======== Information shown

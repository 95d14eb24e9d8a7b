//! Replay a Day of Step Counter Readings
//!
//! Feeds a recorded sequence of raw step counter values through the
//! reconciler, including a reboot in the afternoon and a counter glitch,
//! and prints the corrected count after each reading.
//!
//! ## Running the Example
//!
//! ```bash
//! cargo run --example 01_replay_day
//! ```

use stepsync_core::{
    FixedClock, MemoryStore, SensorHub, SensorKind, SensorReading, StepObserver, StepReconciler,
};

// 2023-11-14 07:00:00 UTC
const MORNING: i64 = 1_699_945_200_000;
const HOUR: i64 = 3_600_000;

struct PhoneSensors;

impl SensorHub for PhoneSensors {
    fn has_capability(&self, kind: SensorKind) -> bool {
        kind == SensorKind::StepCounter
    }

    fn subscribe(&mut self, _kind: SensorKind) -> bool {
        true
    }

    fn unsubscribe(&mut self) {}
}

struct Console;

impl StepObserver for Console {
    fn on_step(&mut self, steps: u64) {
        println!("  -> {} steps today", steps);
    }

    fn on_unsupported(&mut self) {
        println!("  -> no step sensor on this device");
    }
}

fn main() {
    println!("StepSync Day Replay");
    println!("===================\n");

    let clock = FixedClock::new(MORNING).with_boot_time(MORNING - 48 * HOUR);
    let mut sensors = PhoneSensors;
    let mut reconciler = StepReconciler::new(MemoryStore::new(), &clock, Console);

    // First run has no recorded boot time, so the first reading anchors
    reconciler.detect_reboot();

    let mode = reconciler.start(&mut sensors);
    println!("Sensor mode: {:?}\n", mode);

    let morning = [(0, 41_200), (1, 42_050), (2, 42_900)];
    for (hour, raw) in morning {
        clock.set(MORNING + hour * HOUR);
        println!("{:02}:00 raw={}", 7 + hour, raw);
        reconciler.on_reading(SensorReading::Counter(raw));
    }

    println!("\n-- phone restarts --");
    clock.set(MORNING + 5 * HOUR);
    clock.reboot();
    println!("reboot detected: {}", reconciler.detect_reboot());

    let afternoon = [(5, 0), (6, 730), (7, 650), (8, 1_400)];
    for (hour, raw) in afternoon {
        clock.set(MORNING + hour * HOUR);
        println!("{:02}:00 raw={}", 7 + hour, raw);
        reconciler.on_reading(SensorReading::Counter(raw));
    }

    reconciler.stop(&mut sensors);
    println!("\nFinal state: {:?}", reconciler.state());
}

================

> What you need to do
Scan the lines above, and whenever one holds the string "struct", copy it.

> Solution below
struct PhoneSensors;
struct Console;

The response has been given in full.